[Data records]
----------

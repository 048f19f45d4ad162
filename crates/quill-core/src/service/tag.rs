//! Tag vocabulary management.

use std::sync::Arc;

use crate::domain::Tag;
use crate::error::DomainError;
use crate::ports::TagRepository;
use crate::service::{AssociationManager, OwnershipGuard};

/// CRUD over the tag vocabulary, plus the authenticated attach/detach
/// entry points.
///
/// Explicit creation still rejects duplicates; only attachment to a
/// post creates unknown names silently.
#[derive(Clone)]
pub struct TagService {
    tags: Arc<dyn TagRepository>,
    guard: OwnershipGuard,
    associations: AssociationManager,
}

impl TagService {
    pub fn new(
        tags: Arc<dyn TagRepository>,
        guard: OwnershipGuard,
        associations: AssociationManager,
    ) -> Self {
        Self {
            tags,
            guard,
            associations,
        }
    }

    /// Create a tag with a globally unique name.
    pub async fn create(&self, name: &str) -> Result<Tag, DomainError> {
        if self.tags.find_by_name(name).await?.is_some() {
            return Err(DomainError::TagAlreadyExists(name.to_string()));
        }

        Ok(self.tags.insert(Tag::new(name.to_string())).await?)
    }

    /// Create several tags. Same per-element semantics as category
    /// creation: earlier creations survive a later conflict.
    pub async fn create_many(&self, names: &[String]) -> Result<Vec<Tag>, DomainError> {
        let mut created = Vec::with_capacity(names.len());
        for name in names {
            created.push(self.create(name).await?);
        }
        Ok(created)
    }

    /// Whether the named tag exists.
    pub async fn exists(&self, name: &str) -> Result<bool, DomainError> {
        Ok(self.tags.find_by_name(name).await?.is_some())
    }

    /// All tags.
    pub async fn list_all(&self) -> Result<Vec<Tag>, DomainError> {
        Ok(self.tags.find_all().await?)
    }

    /// Rename a tag. The new name must be free.
    pub async fn rename(&self, name: &str, new_name: &str) -> Result<(), DomainError> {
        let mut tag = self
            .tags
            .find_by_name(name)
            .await?
            .ok_or_else(|| DomainError::TagNotFound(name.to_string()))?;

        if self.tags.find_by_name(new_name).await?.is_some() {
            return Err(DomainError::TagAlreadyExists(new_name.to_string()));
        }

        tag.name = new_name.to_string();
        self.tags.update(tag).await?;
        Ok(())
    }

    /// Delete a tag. Its membership rows cascade; the posts survive.
    pub async fn delete(&self, name: &str) -> Result<(), DomainError> {
        let tag = self
            .tags
            .find_by_name(name)
            .await?
            .ok_or_else(|| DomainError::TagNotFound(name.to_string()))?;

        self.tags.delete(tag.id).await?;
        Ok(())
    }

    /// Attach a tag to the caller's post, creating it if unknown.
    pub async fn add_to_post(
        &self,
        email: &str,
        post_title: &str,
        name: &str,
    ) -> Result<(), DomainError> {
        let post = self.guard.require_owned_post(email, post_title).await?;
        self.associations.attach_tag(&post, name).await
    }

    /// Attach several tags to the caller's post.
    pub async fn add_many_to_post(
        &self,
        email: &str,
        post_title: &str,
        names: &[String],
    ) -> Result<(), DomainError> {
        let post = self.guard.require_owned_post(email, post_title).await?;
        self.associations.attach_tags(&post, names).await
    }

    /// Detach a tag from the caller's post.
    pub async fn remove_from_post(
        &self,
        email: &str,
        post_title: &str,
        name: &str,
    ) -> Result<(), DomainError> {
        let post = self.guard.require_owned_post(email, post_title).await?;
        self.associations.detach_tag(&post, name).await
    }
}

----------

**What is expected:** Counting only lines that hold the word "unknown", state how many there are in the data. Write the number alone.

**Task result:** 2